Within the slab there are multiple areas where stiffness may be lost. Some factors such as

geometry may be easily included in the model as in the case of slab drops or large slab

openings. The more difficult question is what modification to stiffness should be assumed

for the slab and walls. As in most concrete modeling, it is reasonable to assume that at a

minimum some cracking will occur and more likely there will be significant cracking and

inelastic behavior. Thus gross section properties are rarely appropriate. There are also

other areas where stiffness may be lost such as slip at the interface of the slab to

foundation wall or local crushing of concrete at the core interface. It may also be the case

that the slab stiffness changes over time, as happens during cyclic loading. Modifications to

the slab stiffness are an attempt to account for all sources of loss and arrive at an effective

stiffness value.

Since there is a large degree of uncertainty in estimating the actual effective stiffness of the

system one option which is gaining traction is to bracket the stiffness within a reasonable

range. Under even the smallest events it is safe to say that there is cracking, slip, and

inelastic behavior which make a number less then unity likely for the stiffness.
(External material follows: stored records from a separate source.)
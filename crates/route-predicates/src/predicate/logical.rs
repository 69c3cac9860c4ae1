//! Logical operators for combining predicates.
//!
//! Supports AND, OR and NOT over any [`RoutePredicate`]. All combinators
//! short-circuit in declaration order.

use super::{Exchange, RoutePredicate};

/// Matches if ALL of the inner predicates match.
///
/// An empty conjunction matches every request.
#[derive(Debug, Default)]
pub struct AndPredicate {
    predicates: Vec<Box<dyn RoutePredicate>>,
}

impl AndPredicate {
    pub fn new(predicates: Vec<Box<dyn RoutePredicate>>) -> Self {
        Self { predicates }
    }

    pub fn len(&self) -> usize {
        self.predicates.len()
    }

    pub fn is_empty(&self) -> bool {
        self.predicates.is_empty()
    }
}

impl RoutePredicate for AndPredicate {
    fn test(&self, exchange: &mut Exchange<'_>) -> bool {
        self.predicates.iter().all(|p| p.test(exchange))
    }
}

/// Matches if ANY of the inner predicates match.
#[derive(Debug, Default)]
pub struct OrPredicate {
    predicates: Vec<Box<dyn RoutePredicate>>,
}

impl OrPredicate {
    pub fn new(predicates: Vec<Box<dyn RoutePredicate>>) -> Self {
        Self { predicates }
    }
}

impl RoutePredicate for OrPredicate {
    fn test(&self, exchange: &mut Exchange<'_>) -> bool {
        self.predicates.iter().any(|p| p.test(exchange))
    }
}

/// Negates the inner predicate.
#[derive(Debug)]
pub struct NotPredicate {
    inner: Box<dyn RoutePredicate>,
}

impl NotPredicate {
    pub fn new(inner: Box<dyn RoutePredicate>) -> Self {
        Self { inner }
    }
}

impl RoutePredicate for NotPredicate {
    fn test(&self, exchange: &mut Exchange<'_>) -> bool {
        !self.inner.test(exchange)
    }
}

/// Builder-style combinators for any concrete predicate.
pub trait RoutePredicateExt: RoutePredicate + Sized + 'static {
    fn and<P: RoutePredicate + 'static>(self, other: P) -> AndPredicate {
        AndPredicate::new(vec![Box::new(self), Box::new(other)])
    }

    fn or<P: RoutePredicate + 'static>(self, other: P) -> OrPredicate {
        OrPredicate::new(vec![Box::new(self), Box::new(other)])
    }

    fn negate(self) -> NotPredicate {
        NotPredicate::new(Box::new(self))
    }
}

impl<T: RoutePredicate + 'static> RoutePredicateExt for T {}

#[cfg(test)]
mod tests {
    use super::*;
    use crate::config::{HostConfig, PathConfig};
    use crate::predicate::{
        uri_template_variables, HostRoutePredicate, PathRoutePredicate, RequestAttributes,
    };
    use hyper::Request;

    fn host(pattern: &str) -> HostRoutePredicate {
        let mut config = HostConfig::default();
        #[allow(deprecated)]
        config.set_pattern(pattern);
        HostRoutePredicate::new(&config).unwrap()
    }

    fn path(pattern: &str) -> PathRoutePredicate {
        PathRoutePredicate::new(&PathConfig {
            patterns: vec![pattern.to_string()],
            ..Default::default()
        })
        .unwrap()
    }

    fn test_request(
        predicate: &dyn RoutePredicate,
        host: &str,
        uri: &str,
    ) -> (bool, RequestAttributes) {
        let request = Request::builder()
            .uri(uri)
            .header("Host", host)
            .body(())
            .unwrap();
        let mut attributes = RequestAttributes::new();
        let matched = predicate.test(&mut Exchange::new(&request, &mut attributes));
        (matched, attributes)
    }

    #[test]
    fn test_logical_and_merges_variables() {
        let predicate = host("{tenant}.example.com").and(path("/api/{version}/**"));

        let (matched, attributes) = test_request(&predicate, "acme.example.com", "/api/v2/users");
        assert!(matched);
        let vars = uri_template_variables(&attributes).unwrap();
        assert_eq!(vars["tenant"], "acme");
        assert_eq!(vars["version"], "v2");

        let (matched, _) = test_request(&predicate, "acme.example.com", "/health");
        assert!(!matched);
    }

    #[test]
    fn test_logical_and_short_circuits() {
        let predicate = host("*.example.org").and(path("/{anything}"));

        let (matched, attributes) = test_request(&predicate, "acme.example.com", "/x");
        assert!(!matched);
        assert!(attributes.is_empty());
    }

    #[test]
    fn test_logical_or() {
        let predicate = host("**.example.com").or(host("**.example.org"));

        assert!(test_request(&predicate, "a.example.com", "/").0);
        assert!(test_request(&predicate, "example.org", "/").0);
        assert!(!test_request(&predicate, "example.net", "/").0);
    }

    #[test]
    fn test_logical_not() {
        let predicate = host("admin.**").negate();

        assert!(!test_request(&predicate, "admin.example.com", "/").0);
        assert!(test_request(&predicate, "www.example.com", "/").0);
    }

    #[test]
    fn test_empty_and_matches_everything() {
        let predicate = AndPredicate::default();
        assert!(predicate.is_empty());
        assert!(test_request(&predicate, "anything", "/").0);
    }
}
At the same

time even a highly damaged slab or one that is not completely detailed to transfer the shear

will offer some degree of stiffness, thus a number larger than zero on the low end is

reasonable.

A range for the bracketing will be recommended by Chapter 5 of ATC-72-1 PEER Tall

Buildings Initiative Interim Guidelines on Modeling and Acceptance criteria (currently in

90% draft). The recommended upper bound of the flexural stiffness EI for the floor

diaphragm and foundation walls is half of the gross section properties of the elements

versus a lower bound of 0.2 times the gross section properties (or fully cracked, transformed

section). The recommended shear stiffness for the floor diaphragms and perimeter

foundation walls GAv has an upper bound of half the gross section properties, coupled with

a lower bound of 0.05 to 0.2 times the gross section properties. The flexural and shear

stiffness of other critical elements like the core wall, foundation mats, pile caps, etc is

recommended at 0.3 times the gross section properties. (Maffei)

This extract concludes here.